[[ Exercise data, beginning ]]

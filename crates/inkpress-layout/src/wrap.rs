//! Line wrapping that preserves every byte.
//!
//! [`wrap_ranges`] splits one logical line into contiguous byte ranges. The
//! ranges cover the whole line in order and nothing is trimmed, so a token
//! stream scanned over the unwrapped line can be re-sliced exactly at the
//! wrap points.
//!
//! Packing is greedy over alternating word and whitespace runs. Whitespace
//! at a break stays at the end of the row it follows and does not count
//! against the limit, so continuation rows always start with a visible
//! grapheme. A word wider than the limit is split at grapheme boundaries. A
//! single grapheme wider than the limit is placed alone.
//!
//! The only whitespace-only range is the first one of a line whose leading
//! indentation leaves no room for its first visible grapheme.

use std::ops::Range;

use unicode_segmentation::UnicodeSegmentation;

use crate::metrics::{display_cells, grapheme_cells};

/// A maximal run of whitespace or non-whitespace graphemes.
#[derive(Debug, Clone, PartialEq, Eq)]
struct Run {
    range: Range<usize>,
    cells: usize,
    blank: bool,
}

fn is_blank(grapheme: &str) -> bool {
    grapheme.chars().all(char::is_whitespace)
}

fn split_runs(line: &str) -> Vec<Run> {
    let mut runs: Vec<Run> = Vec::new();
    let mut in_blank = None;
    for (offset, grapheme) in line.grapheme_indices(true) {
        let blank = is_blank(grapheme);
        let cells = grapheme_cells(grapheme);
        let end = offset + grapheme.len();
        match runs.last_mut() {
            Some(run) if in_blank == Some(blank) => {
                run.range.end = end;
                run.cells += cells;
            }
            _ => runs.push(Run {
                range: offset..end,
                cells,
                blank,
            }),
        }
        in_blank = Some(blank);
    }
    runs
}

/// Split `line` into ranges of at most `max_cells` display cells, not
/// counting whitespace at the end of a range.
///
/// Always returns at least one range; an empty line yields `[0..0]`.
#[must_use]
pub fn wrap_ranges(line: &str, max_cells: usize) -> Vec<Range<usize>> {
    let max_cells = max_cells.max(1);
    if display_cells(line) <= max_cells {
        return vec![0..line.len()];
    }

    let mut out = Vec::new();
    let mut start = 0;
    let mut cells = 0;
    // Whether the current row holds a visible grapheme yet.
    let mut visible = false;

    for run in split_runs(line) {
        if run.blank {
            cells += run.cells;
            if visible && cells > max_cells {
                out.push(start..run.range.end);
                start = run.range.end;
                cells = 0;
                visible = false;
            }
            continue;
        }
        if visible && cells + run.cells > max_cells {
            out.push(start..run.range.start);
            start = run.range.start;
            cells = 0;
            visible = false;
        }
        visible = true;
        if cells + run.cells <= max_cells {
            cells += run.cells;
            continue;
        }
        // Overlong word, or indentation leaves too little room for it.
        let base = run.range.start;
        for (offset, grapheme) in line[run.range.clone()].grapheme_indices(true) {
            let width = grapheme_cells(grapheme);
            if cells > 0 && cells + width > max_cells {
                out.push(start..base + offset);
                start = base + offset;
                cells = 0;
            }
            cells += width;
        }
    }

    if start < line.len() || out.is_empty() {
        out.push(start..line.len());
    }
    out
}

[[ Exercise data, end ]]

— Assigned task —
Looking back over the data above, restate word for word the lines that begin at the line with "start = run.range.end;" and end at the line with "start = run.range.start;", inclusive.

— Solution for this exercise —
                start = run.range.end;
                cells = 0;
                visible = false;
            }
            continue;
        }
        if visible && cells + run.cells > max_cells {
            out.push(start..run.range.start);
            start = run.range.start;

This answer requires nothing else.